Her parents thought she would not live to celebrate her 12th birthday.
She only started using ARVs from age 13 when she was told she is living with the virus.
As a child, Moraa saw her relatives reserve cups and plates for her. She was too young to understand why.
Moraa has turned her life from a pity party to that of a campaigner who speaks against stigma surrounding HIV. She says the virus does not kill, otherwise, she would have been dead almost over two decades ago.
Moraa’s parents are a discordant couple - one partner is HIV-infected and the other is not. Her mother is living with the virus, something she found out five years after giving birth to Moraa.
She says her mother thought she would die. A local church had offered to take her in, but her mother would have none of it.
“If Moraa will die, let her die close to me,” her mother said.
Moraa knew little about living with HIV, call it mother’s protective nature over her children.
She would be treated to goodies any time she was at the doctor’s office. To her, it was just another day in the hospital.
Perhaps it was this culture that prepared Moraa for a future many have been afraid to speak about.
But when reality hit Moraa, she admits it was hard to process.
She resorted to bizarre treatments in the hope of freeing herself from the virus. The frustrations strained her relationship with her mother. At some point, she blamed her for her poor health.
Has the virus affected her love life and relationships? No doubt.
Even though she is virally suppressed at the moment, most men will not be in a relationship with her.
“Most potential suitors see no need to live with me when there are HIV negative women out there,” Moraa discloses.

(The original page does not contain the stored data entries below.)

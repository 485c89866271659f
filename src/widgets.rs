//! Clickable list builder shared by every panel of the escape renderer.
//!
//! Rendering and click registration stay co-located: a line is annotated as
//! clickable when it is pushed, and its target follows it wherever it lands.

use ratzilla::ratatui::layout::Rect;
use ratzilla::ratatui::text::Line;
use ratzilla::ratatui::widgets::{Block, Paragraph, Wrap};

use crate::input::ClickState;

/// A builder that pairs rendered [`Line`]s with click actions.
///
/// # Example
/// ```ignore
/// let mut cl = ClickableList::new();
/// cl.push(Line::from("Scene (not clickable)"));
/// cl.push_clickable(Line::from(" [1] Check the chart"), CHOICE_BASE);
/// cl.register_targets_with_block(area, &block, &mut cs, 0);
/// f.render_widget(Paragraph::new(cl.into_lines()).block(block), area);
/// ```
pub struct ClickableList<'a> {
    lines: Vec<Line<'a>>,
    /// `(line_index, action_id)` pairs — line_index is the index into `lines`.
    actions: Vec<(u16, u16)>,
}

impl<'a> ClickableList<'a> {
    pub fn new() -> Self {
        Self {
            lines: Vec::new(),
            actions: Vec::new(),
        }
    }

    /// Add a non-clickable line.
    pub fn push(&mut self, line: Line<'a>) {
        self.lines.push(line);
    }

    /// Add a clickable line with a semantic action ID.
    pub fn push_clickable(&mut self, line: Line<'a>, action_id: u16) {
        let idx = self.lines.len() as u16;
        self.actions.push((idx, action_id));
        self.lines.push(line);
    }

    pub fn len(&self) -> usize {
        self.lines.len()
    }

    pub fn into_lines(self) -> Vec<Line<'a>> {
        self.lines
    }

    /// Rows the lines occupy once wrapped to `width`.
    pub fn visual_height(&self, width: u16) -> u16 {
        if width == 0 {
            return self.lines.len() as u16;
        }
        Paragraph::new(self.lines.clone())
            .wrap(Wrap { trim: false })
            .line_count(width) as u16
    }

    /// Register click targets for all clickable lines.
    ///
    /// * `top_offset` / `bottom_offset` — rows before and after content
    ///   (1 each for `Borders::ALL`).
    /// * `scroll` — vertical scroll offset in visual rows.
    /// * `inner_width` — wrap width. `0` means the widget does not wrap and
    ///   each logical line is one visual row.
    pub fn register_targets(
        &self,
        area: Rect,
        cs: &mut ClickState,
        top_offset: u16,
        bottom_offset: u16,
        scroll: u16,
        inner_width: u16,
    ) {
        let content_y = area.y + top_offset;
        let content_end = area.y + area.height.saturating_sub(bottom_offset);

        let w = inner_width as usize;
        let mut visual_starts: Vec<u16> = Vec::with_capacity(self.lines.len());
        let mut visual_heights: Vec<u16> = Vec::with_capacity(self.lines.len());
        let mut cumulative: u16 = 0;
        for line in &self.lines {
            visual_starts.push(cumulative);
            let lw = line.width();
            let h = if w == 0 || lw <= w {
                1
            } else {
                lw.div_ceil(w) as u16
            };
            visual_heights.push(h);
            cumulative += h;
        }

        for &(line_idx, action_id) in &self.actions {
            let li = line_idx as usize;
            if li >= self.lines.len() {
                continue;
            }
            // Every visual row of a wrapped line is clickable.
            for r in 0..visual_heights[li] {
                let vr = visual_starts[li] + r;
                if vr < scroll {
                    continue;
                }
                let screen_row = content_y + (vr - scroll);
                if screen_row >= content_end {
                    break;
                }
                cs.add_row_target(area, screen_row, action_id);
            }
        }
    }

    /// [`register_targets`](Self::register_targets) with offsets and wrap
    /// width taken from the block that will surround the lines.
    pub fn register_targets_with_block(
        &self,
        area: Rect,
        block: &Block,
        cs: &mut ClickState,
        scroll: u16,
    ) {
        let inner = block.inner(area);
        let top = inner.y.saturating_sub(area.y);
        let bottom = (area.y + area.height).saturating_sub(inner.y + inner.height);
        self.register_targets(area, cs, top, bottom, scroll, inner.width);
    }
}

“HIV does not kill you. Stigma and opportunistic diseases do.”
Scientifically, the virus only weakens your immunity, exposing you to disease.
So what’s the secret to a long happy life? You only need to observe a healthy balanced diet, and take your medication as ordered.
On International Women’s Day and other days, Moraa uses her social media pages to encourage persons living with HIV. She is vocal in advising Kenyans like her on how to overcome stigma from self as well as society.